Supplied records below:

impl<E: RuleEngine + Send + Sync, L: DescriptionLoader + Send + Sync> Installer<E, L> {
    /// Build an installer from settings and the two collaborators.
    pub fn new(settings: Settings, engine: E, loader: L) -> Result<Self> {
        let cache = Cache::with_dir(settings.cache_dir.clone());
        let store = ManifestStore::new(settings.manifest_dir.clone());
        let index_descriptor = BundleDescriptor::parse_full(&settings.index)
            .context("invalid package index descriptor in configuration")?;
        let registry = Registry::new(cache.entry_dir(&index_descriptor.repo));
        Ok(Self {
            settings,
            cache,
            store,
            registry,
            index_descriptor,
            engine,
            loader,
            tracker: InstallTracker::new(),
        })
    }

    /// The manifest store backing this installer.
    pub fn store(&self) -> &ManifestStore {
        &self.store
    }

    /// Resolve a raw reference into a descriptor.
    ///
    /// Short names go through the package index; when the index is not
    /// present locally yet, the index bundle is installed first and the
    /// lookup retried exactly once before failing with
    /// [`BpmError::BundleNotFound`].
    pub async fn resolve(&self, raw: &str) -> Result<BundleDescriptor> {
        match BundleDescriptor::parse(raw)? {
            ParsedRef::Descriptor(descriptor) => Ok(descriptor),
            ParsedRef::ShortName(name) => {
                if let Some(target) = self.registry.lookup(&name)? {
                    return BundleDescriptor::parse_full(&target);
                }
                // A locally present index that lacks the name is
                // authoritative; bootstrapping is only for a missing index.
                if self.registry.is_present() {
                    return Err(BpmError::BundleNotFound { name }.into());
                }
                tracing::info!(
                    target: "installer",
                    "short name '{name}' unknown; installing package index"
                );
                self.install_descriptor(&self.index_descriptor, false)
                    .await
                    .context("installing package index bundle")?;
                self.registry.invalidate();
                match self.registry.lookup(&name)? {
                    Some(target) => BundleDescriptor::parse_full(&target),
                    None => Err(BpmError::BundleNotFound { name }.into()),
                }
            }
        }
    }

    /// Resolve and install a raw bundle reference.
    pub async fn install(&self, raw: &str, skip_deps: bool) -> Result<()> {
        let descriptor = self.resolve(raw).await?;
        self.install_descriptor(&descriptor, skip_deps).await
    }

    /// Install an already-resolved descriptor.
    ///
    /// Acquires the source tree, changes into it (restored on every exit
    /// path), loads the build description, runs the phases, and records
    /// the installed manifest. Any failure aborts the whole install and
    /// propagates after working-directory restoration; no rollback is
    /// attempted.
    pub async fn install_descriptor(
        &self,
        descriptor: &BundleDescriptor,
        skip_deps: bool,
    ) -> Result<()> {
        let name = bundle_name(&descriptor.repo);
        tracing::info!(target: "installer", "installing '{name}' from {}", descriptor.repo);

        let options = AcquireOptions {
            offline: self.settings.offline,
            archive_offline: self.settings.archive_offline,
        };
        let acquired = acquire::acquire(descriptor, &self.cache, &options).await?;

        // Absolutize everything before the cwd changes; relative cache or
        // root paths would otherwise resolve against the bundle directory.
        let source_dir = std::path::absolute(&acquired.dir)
            .with_context(|| format!("absolutizing {}", acquired.dir.display()))?;
        let bindings = self.host_bindings(&source_dir)?;

        let _workdir = WorkdirGuard::enter(&source_dir)?;

        let description = self.loader.load(&source_dir, &bindings).await?;

        // Paths recorded before this point belong to an enclosing install
        // (a parent rule running ahead of its dependency callbacks); only
        // what the phases below record goes into this bundle's manifest.
        let tracker_mark = self.tracker.mark();

        let phases: &[&str] = if skip_deps { &PHASES_NO_DEPS } else { &PHASES };
        let ctx = PhaseContext {
            installer: self,
            tracker: &self.tracker,
            roots: &self.settings.roots,
            env: &bindings.env,
            workers: self.settings.workers,
        };
        for phase in phases {
            tracing::debug!(target: "installer", "running phase '{phase}' for '{name}'");
            self.engine
                .run_targets(&description.rules, &[phase], &ctx)
                .await
                .with_context(|| format!("phase '{phase}' failed for bundle '{name}'"))?;
        }

        self.record_manifest(
            &name,
            descriptor,
            &acquired,
            &source_dir,
            &description,
            tracker_mark,
        )
        .await?;
        Ok(())
    }

    /// Replay a lockfile: one install per entry, in file order, with
    /// dependency discovery disabled. File order is authoritative; the
    /// loader never re-sorts.
    pub async fn restore(&self, lock: &LockFile) -> Result<()> {
        for entry in &lock.entries {
            let descriptor = entry.to_descriptor();
            self.install_descriptor(&descriptor, true)
                .await
                .with_context(|| format!("replaying lock entry for {}", entry.repo))?;
        }
        Ok(())
    }

    /// Environment overrides for this install: install roots and source
    /// directory as absolute paths, plus the opaque worker count.
    fn host_bindings(&self, source_dir: &Path) -> Result<HostBindings> {
        let roots = &self.settings.roots;
        let absolute = |p: &Path| -> Result<String> {
            Ok(std::path::absolute(p)
                .with_context(|| format!("absolutizing {}", p.display()))?
                .display()
                .to_string())
        };
        let source = absolute(source_dir)?;
        Ok(HostBindings {
            source_dir: PathBuf::from(&source),
            env: vec![
                ("BPM_MODULE_DIR".to_string(), absolute(&roots.module_dir)?),
                ("BPM_HEADER_DIR".to_string(), absolute(&roots.header_dir)?),
                ("BPM_LIB_DIR".to_string(), absolute(&roots.lib_dir)?),
                ("BPM_BIN_DIR".to_string(), absolute(&roots.bin_dir)?),
                ("BPM_SOURCE_DIR".to_string(), source),
                ("BPM_WORKERS".to_string(), self.settings.workers.to_string()),
            ],
        })
    }

    /// Record the installed manifest: the pin, the declared dependencies
    /// (short names resolved so lockfile ordering matches), and the paths
    /// this bundle's own phases recorded (those past `tracker_mark`).
    async fn record_manifest(
        &self,
        name: &str,
        descriptor: &BundleDescriptor,
        acquired: &Acquired,
        source_dir: &Path,
        description: &BuildDescription,
        tracker_mark: usize,
    ) -> Result<()> {
        let paths = self.tracker.drain_from(tracker_mark);

        let (repo, sha) = if descriptor.is_local() && acquired.dir == Path::new(&descriptor.repo) {
            // Dev bundle used in place: no pin, excluded from lockfiles.
            (None, None)
        } else {
            let sha = match descriptor.kind {
                BundleType::Vcs => Some(GitRepo::new(source_dir).current_commit().await?),
                BundleType::Archive => acquired.archive_checksum.clone(),
            };
            (Some(descriptor.repo.clone()), sha)
        };

        let mut dependencies = Vec::with_capacity(description.dependencies.len());
        for dep in &description.dependencies {
            dependencies.push(self.normalize_dependency(dep));
        }

        self.store.save(
            name,
            &InstalledManifest {
                repo,
                sha,
                dependencies,
                paths,
            },
        )
    }

    /// Rewrite short-name dependencies to their index targets so manifest
    /// dependency identifiers line up with the dependency's own manifest.
    /// By the time a manifest is recorded the index has been consulted, so
    /// a miss here is only logged.
    fn normalize_dependency(&self, dep: &RawDependency) -> RawDependency {
        if let RawDependency::Reference(raw) = dep {
            if let Ok(ParsedRef::ShortName(name)) = BundleDescriptor::parse(raw) {
                match self.registry.lookup(&name) {
                    Ok(Some(target)) => return RawDependency::Reference(target),
                    Ok(None) | Err(_) => {
                        tracing::warn!(
                            target: "installer",
                            "cannot normalize short-name dependency '{name}'"
                        );
                    }
                }
            }
        }
        dep.clone()
    }
}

End of Supplied records.

■ Task goal: Every line above holding the string "names" should be listed.

■ Response area:
    /// Short names go through the package index; when the index is not
    /// (short names resolved so lockfile ordering matches), and the paths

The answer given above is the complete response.